Green's testimony is inconsistent with H.S.'s testimony regarding the extent of the abuse by Jessop in that H.S.'s testimony only related several incidents similar to the incident in the barn, incidents in which Jessop would lay on top of her and touch her vagina and breasts underneath her clothing. H.S. did not testify that Jessop had intercourse with her or had her perform oral sex on him. Greene's testimony thus would have been impeaching, but not exculpatory as asserted by Jessop on appeal. Green would not have testified that Jessop did not sexually abuse H.S. Her testimony would have shown only that H.S.'s stories were inconsistent with regard to the extent of the abuse.

The district court found,

trial counsel should have made a better effort to subpoena and bring into court potentially exculpatory witnesses Summer Green and Mike Perry. However, the testimony that might have been elicited from witnesses Green and Perry was otherwise brought out in the trial record of this case. Jessop has failed to show that he was prejudiced by his trial counsel's failure to have Green and Perry in court and testify at trial.

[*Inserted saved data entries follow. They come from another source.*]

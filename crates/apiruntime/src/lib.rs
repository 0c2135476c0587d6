//! The API runtime: turns declarative route descriptors and typed handlers
//! into an executable HTTP pipeline (SPEC_FULL.md §2 "API runtime").
//!
//! Module layout mirrors the dependency order SPEC_FULL.md §2 lays out,
//! leaves first: `tag` → `value`/`convert` → `metadata` → `params` →
//! `decode`/`body` → `negotiate` → `route`/`handler`/`context`/`middleware`/
//! `response` → `security` → `openapi`. `schema` sits alongside `metadata`
//! as the macro-facing surface `apiruntime-macros`'s generated code calls
//! into; `config`/`problem`/`validate` are the ambient-stack modules that
//! every other piece depends on.
pub mod body;
pub mod config;
pub mod context;
pub mod convert;
pub mod decode;
pub mod handler;
pub mod metadata;
pub mod middleware;
pub mod negotiate;
pub mod openapi;
pub mod params;
pub mod problem;
pub mod response;
pub mod route;
pub mod schema;
pub mod security;
pub mod tag;
pub mod validate;
pub mod value;

// `apiruntime_macros::Input`/`Output` are derive macros (macro namespace);
// `crate::schema::Input`/`Output` are the traits they implement (type
// namespace). The two pairs share a name but not a namespace, so both can
// live at the crate root: `#[derive(apiruntime::Input)]` next to `impl
// apiruntime::Input for Foo` reads the way the distilled spec's single
// `Input`/`Output` vocabulary does.
pub use apiruntime_macros::{Input, Output};

pub use crate::config::{AppConfig, ApiConfig, CorsConfig, EnforcerKind, HttpServerConfig, LoggingConfig, OpenApiConfig};
pub use crate::context::Context;
pub use crate::convert::ConverterRegistry;
pub use crate::handler::{Api, AppState, RegisterError};
pub use crate::middleware::MiddlewareScheduler;
pub use crate::problem::{ErrorDetail, ErrorKind, HandlerError, ProblemDocument, StatusError};
pub use crate::route::{Route, RouteError};
pub use crate::schema::{Input, Output};
pub use crate::security::{AuthUser, SecurityEnforcer, SecurityRequirements};
pub use crate::value::Value;
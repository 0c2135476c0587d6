//! Derive macros realizing SPEC_FULL.md §9's "struct tag reflection →
//! build-time + cache" design note: `#[derive(Input)]` and
//! `#[derive(Output)]` emit a `metadata()` function that builds a
//! `StructMetadata` exactly once (behind a `OnceLock`) and an `Input`/
//! `Output` trait impl that the request decoder and response writer call
//! without ever touching `std::any`/reflection at request time.
//!
//! Grounded on `cel-derive`'s attribute-parsing shape (`syn`/`quote`/
//! `proc-macro2`, one pass over fields building per-field codegen) and on
//! `mofa-macros`'s derive-crate layout (`proc-macro = true`, workspace
//! lints inherited).
use proc_macro::TokenStream;
use proc_macro2::TokenStream as TokenStream2;
use quote::{format_ident, quote};
use syn::{Data, DeriveInput, Fields, GenericArgument, LitStr, PathArguments, Type, parse_macro_input};

#[proc_macro_derive(Input, attributes(schema, body, default, validate))]
pub fn derive_input(input: TokenStream) -> TokenStream {
	let ast = parse_macro_input!(input as DeriveInput);
	expand_input(ast).unwrap_or_else(|e| e.to_compile_error()).into()
}

#[proc_macro_derive(Output, attributes(schema, header))]
pub fn derive_output(input: TokenStream) -> TokenStream {
	let ast = parse_macro_input!(input as DeriveInput);
	expand_output(ast).unwrap_or_else(|e| e.to_compile_error()).into()
}

/// What one struct field's attributes say about it, still as raw strings —
/// the grammar itself (SPEC_FULL.md §4.1) is interpreted at runtime by
/// `metadata::FieldMetadata::from_tags`, not here, so this crate never has to
/// depend back on `apiruntime` (which depends on this crate).
struct RawFieldAttrs {
	schema: Option<String>,
	body: Option<String>,
	default: Option<String>,
	header: Option<String>,
	validate: Option<String>,
}

fn raw_field_attrs(attrs: &[syn::Attribute]) -> syn::Result<RawFieldAttrs> {
	let mut out = RawFieldAttrs { schema: None, body: None, default: None, header: None, validate: None };
	for attr in attrs {
		let slot = if attr.path().is_ident("schema") {
			&mut out.schema
		} else if attr.path().is_ident("body") {
			&mut out.body
		} else if attr.path().is_ident("default") {
			&mut out.default
		} else if attr.path().is_ident("header") {
			&mut out.header
		} else if attr.path().is_ident("validate") {
			&mut out.validate
		} else {
			continue;
		};
		let lit: LitStr = attr.parse_args()?;
		*slot = Some(lit.value());
	}
	Ok(out)
}

fn opt_lit(o: &Option<String>) -> TokenStream2 {
	match o {
		Some(s) => quote! { Some(#s) },
		None => quote! { None },
	}
}

/// Field shape as seen by the unmarshaler: determines which `schema::convert_*`
/// helper the generated `from_map` body calls.
enum FieldShape {
	/// `BodyReader` (or `Option<BodyReader>`) — a streamed file/multipart part.
	Reader { optional: bool },
	/// A type the converter registry knows about directly (`bool`, `String`,
	/// integer/float families, `Vec<u8>`).
	Scalar,
	OptionScalar,
	VecScalar,
	/// Anything else: assumed to implement `Input` itself (a nested struct).
	Nested,
	OptionNested,
	VecNested,
}

const SCALAR_IDENTS: &[&str] =
	&["bool", "String", "str", "i8", "i16", "i32", "i64", "i128", "u8", "u16", "u32", "u64", "u128", "f32", "f64"];

fn last_segment_ident(ty: &Type) -> Option<String> {
	match ty {
		Type::Path(p) => p.path.segments.last().map(|s| s.ident.to_string()),
		_ => None,
	}
}

fn generic_arg(ty: &Type) -> Option<&Type> {
	let Type::Path(p) = ty else { return None };
	let seg = p.path.segments.last()?;
	let PathArguments::AngleBracketed(args) = &seg.arguments else { return None };
	args.args.iter().find_map(|a| match a {
		GenericArgument::Type(t) => Some(t),
		_ => None,
	})
}

fn is_vec_u8(ty: &Type) -> bool {
	last_segment_ident(ty).as_deref() == Some("Vec")
		&& generic_arg(ty).and_then(last_segment_ident).as_deref() == Some("u8")
}

fn classify(ty: &Type) -> FieldShape {
	let ident = last_segment_ident(ty);
	if ident.as_deref() == Some("BodyReader") {
		return FieldShape::Reader { optional: false };
	}
	if ident.as_deref() == Some("Option") {
		let inner = generic_arg(ty);
		if inner.and_then(last_segment_ident).as_deref() == Some("BodyReader") {
			return FieldShape::Reader { optional: true };
		}
		return match inner {
			Some(inner) if is_vec_u8(inner) || SCALAR_IDENTS.contains(&last_segment_ident(inner).unwrap_or_default().as_str()) => {
				FieldShape::OptionScalar
			},
			_ => FieldShape::OptionNested,
		};
	}
	if is_vec_u8(ty) {
		return FieldShape::Scalar;
	}
	if ident.as_deref() == Some("Vec") {
		let inner = generic_arg(ty);
		return match inner {
			Some(inner) if SCALAR_IDENTS.contains(&last_segment_ident(inner).unwrap_or_default().as_str()) => {
				FieldShape::VecScalar
			},
			_ => FieldShape::VecNested,
		};
	}
	match ident.as_deref() {
		Some(s) if SCALAR_IDENTS.contains(&s) => FieldShape::Scalar,
		_ => FieldShape::Nested,
	}
}

fn expand_input(ast: DeriveInput) -> syn::Result<TokenStream2> {
	let name = &ast.ident;
	let Data::Struct(data) = &ast.data else {
		return Err(syn::Error::new_spanned(&ast, "#[derive(Input)] only supports structs"));
	};
	let Fields::Named(fields) = &data.fields else {
		return Err(syn::Error::new_spanned(&ast, "#[derive(Input)] requires named fields"));
	};

	let mut field_metadata_exprs = Vec::new();
	let mut from_map_stmts = Vec::new();
	let mut field_inits = Vec::new();
	let mut validate_stmts = Vec::new();
	let static_name = format_ident!("__{}_INPUT_METADATA", name.to_string().to_uppercase());

	for (index, field) in fields.named.iter().enumerate() {
		let field_ident = field.ident.clone().expect("named field");
		let field_name_str = field_ident.to_string();
		let ty = &field.ty;
		let type_name = quote!(#ty).to_string();
		let attrs = raw_field_attrs(&field.attrs)?;
		let schema = opt_lit(&attrs.schema);
		let body = opt_lit(&attrs.body);
		let default = opt_lit(&attrs.default);
		let validate = opt_lit(&attrs.validate);

		let shape = classify(ty);
		// Only a bare nested struct (or `Option` of one) needs `Value::Map`
		// at decode time; a `Vec` of nested structs is only ever addressed
		// via `deepObject`-repeated-map handling that decode.rs builds
		// itself from query pairs, not from this flag.
		let object_shaped = matches!(shape, FieldShape::Nested | FieldShape::OptionNested);

		field_metadata_exprs.push(quote! {
			apiruntime::metadata::FieldMetadata::from_tags(
				#field_name_str,
				#type_name,
				#index,
				false,
				#schema,
				#body,
				#default,
				None,
				#validate,
				#object_shaped,
			)
		});

		let map_key_expr = quote! { __meta.fields[#index].map_key };
		let path_expr = quote! { __meta.fields[#index].location_prefix() };
		let default_expr = quote! {
			__meta.fields[#index].default.map(apiruntime::schema::materialize_default)
		};
		let stmt = match shape {
			FieldShape::Scalar => quote! {
				let __v = __map.remove(#map_key_expr).or_else(|| #default_expr);
				let #field_ident = apiruntime::schema::convert_scalar(
					__v.unwrap_or(apiruntime::value::Value::Null),
					__registry,
					&#path_expr,
				)?;
			},
			FieldShape::OptionScalar => quote! {
				let __v = __map.remove(#map_key_expr).or_else(|| #default_expr);
				let #field_ident = apiruntime::schema::convert_option(__v, __registry, &#path_expr)?;
			},
			FieldShape::VecScalar => quote! {
				let __v = __map.remove(#map_key_expr).or_else(|| #default_expr);
				let #field_ident = apiruntime::schema::convert_vec(__v, __registry, &#path_expr)?;
			},
			FieldShape::Nested => quote! {
				let __v = __map.remove(#map_key_expr);
				let #field_ident = apiruntime::schema::convert_nested(__v, __registry, &#path_expr)?;
			},
			FieldShape::OptionNested => quote! {
				let __v = __map.remove(#map_key_expr);
				let #field_ident = apiruntime::schema::convert_nested_option(__v, __registry, &#path_expr)?;
			},
			FieldShape::VecNested => quote! {
				let __v = __map.remove(#map_key_expr);
				let #field_ident = apiruntime::schema::convert_nested_vec(__v, __registry, &#path_expr)?;
			},
			FieldShape::Reader { optional: false } => quote! {
				let __v = __map.remove(#map_key_expr);
				let #field_ident = apiruntime::schema::take_reader(__v, &#path_expr)?;
			},
			FieldShape::Reader { optional: true } => quote! {
				let __v = __map.remove(#map_key_expr);
				let #field_ident = match __v {
					None | Some(apiruntime::value::Value::Null) => None,
					Some(__inner) => Some(apiruntime::schema::take_reader(Some(__inner), &#path_expr)?),
				};
			},
		};
		from_map_stmts.push(stmt);
		field_inits.push(quote! { #field_ident });

		if let Some(rule) = &attrs.validate {
			validate_stmts.push(quote! {
				out.extend(apiruntime::validate::validate_field(&self.#field_ident, #rule, &__meta.fields[#index].location_prefix()));
			});
		}
	}

	Ok(quote! {
		impl apiruntime::schema::Input for #name {
			fn metadata() -> &'static apiruntime::metadata::StructMetadata {
				static #static_name: std::sync::OnceLock<apiruntime::metadata::StructMetadata> = std::sync::OnceLock::new();
				#static_name.get_or_init(|| {
					apiruntime::metadata::StructMetadata::new(
						stringify!(#name),
						vec![#(#field_metadata_exprs),*],
					)
				})
			}

			fn from_map(
				mut __map: std::collections::HashMap<String, apiruntime::value::Value>,
				__registry: &apiruntime::convert::ConverterRegistry,
			) -> Result<Self, apiruntime::schema::UnmarshalError> {
				let __meta = <Self as apiruntime::schema::Input>::metadata();
				#(#from_map_stmts)*
				Ok(Self { #(#field_inits),* })
			}

			fn validate(&self) -> Vec<apiruntime::problem::ErrorDetail> {
				let __meta = <Self as apiruntime::schema::Input>::metadata();
				let mut out = Vec::new();
				#(#validate_stmts)*
				out
			}
		}
	})
}

fn expand_output(ast: DeriveInput) -> syn::Result<TokenStream2> {
	let name = &ast.ident;
	let Data::Struct(data) = &ast.data else {
		return Err(syn::Error::new_spanned(&ast, "#[derive(Output)] only supports structs"));
	};
	let Fields::Named(fields) = &data.fields else {
		return Err(syn::Error::new_spanned(&ast, "#[derive(Output)] requires named fields"));
	};

	let mut field_metadata_exprs = Vec::new();
	let mut status_expr = quote! { None };
	let mut body_expr = quote! { apiruntime::response::BodyPayload::None };
	let mut header_exprs = Vec::new();
	let static_name = format_ident!("__{}_OUTPUT_METADATA", name.to_string().to_uppercase());

	for (index, field) in fields.named.iter().enumerate() {
		let field_ident = field.ident.clone().expect("named field");
		let field_name_str = field_ident.to_string();
		let ty = &field.ty;
		let type_name = quote!(#ty).to_string();
		let attrs = raw_field_attrs(&field.attrs)?;
		let schema = opt_lit(&attrs.schema);
		let header = opt_lit(&attrs.header);

		field_metadata_exprs.push(quote! {
			apiruntime::metadata::FieldMetadata::from_tags(
				#field_name_str,
				#type_name,
				#index,
				false,
				#schema,
				None,
				None,
				#header,
				None,
				false,
			)
		});

		if field_name_str == "status" {
			status_expr = quote! { apiruntime::response::IntoStatusOpt::into_status_opt(&self.#field_ident) };
		} else if field_name_str == "body" {
			body_expr = if is_vec_u8(ty) {
				quote! { apiruntime::response::BodyPayload::Raw(self.#field_ident.clone()) }
			} else {
				quote! {
					apiruntime::response::BodyPayload::Json(
						serde_json::to_value(&self.#field_ident).unwrap_or(serde_json::Value::Null),
					)
				}
			};
		} else if let Some(h) = &attrs.header {
			header_exprs.push(quote! {
				out.extend(apiruntime::response::IntoHeaderValues::into_header_values(#h, &self.#field_ident));
			});
		}
	}

	Ok(quote! {
		impl apiruntime::schema::Output for #name {
			fn metadata() -> &'static apiruntime::metadata::StructMetadata {
				static #static_name: std::sync::OnceLock<apiruntime::metadata::StructMetadata> = std::sync::OnceLock::new();
				#static_name.get_or_init(|| {
					apiruntime::metadata::StructMetadata::new(
						stringify!(#name),
						vec![#(#field_metadata_exprs),*],
					)
				})
			}

			fn status(&self) -> Option<u16> {
				#status_expr
			}

			fn headers(&self) -> Vec<(String, Vec<String>)> {
				let mut out: Vec<(String, Vec<String>)> = Vec::new();
				#(#header_exprs)*
				out
			}

			fn body(&self) -> apiruntime::response::BodyPayload {
				#body_expr
			}
		}
	})
}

We agree with the trial court on this issue with regard to Green. Assuming without deciding that trial counsel did breach an essential duty in failing to timely subpoena Green, we cannot find this breach to have prejudiced Jessop. Any testimony given by Green would at best have shown H.S.'s descriptions of Jessop's sex acts toward her were inconsistent. Jessop's counsel elicited similar evidence of inconsistencies in H.S.'s versions of what happened on the cross-examination of at least two other witnesses and H.S. herself. Thus, Green's impeachment testimony would merely have been cumulative. Failure to call a witness who would have offered only cumulative evidence is not ordinarily sufficiently prejudicial to support a finding of ineffective assistance. Taylor, 352 N.W.2d at 687; Schrier v. State, 347 N.W.2d 657, 664 (Iowa 1984). We find the absence of Green's testimony was not prejudicial to Jessop as it was merely cumulative and thus this allegation of ineffective assistance must also fail.

C. Sheriff Harsch.

During the State's case-in-chief the State called Sheriff Harsch. During his testimony he referred to the observations of St. Luke's Child Protection Center and the conclusions of its report following the examination of H.S. as being "founded." Jessop argues his counsel was ineffective for failing to object to Harsch's testimony that the report was "founded" because this allowed the jury to assume at least one previous fact finder had concluded Jessop was guilty. At the PCR hearing defense counsel testified that although he could not speak specifically to that one statement by Sheriff Harsch, during trial he considered all reasonable objections and their possible impact on the jury. He testified that at times he did not make possible objections so as not to annoy the jury or draw attention to matters that would not be noticed otherwise.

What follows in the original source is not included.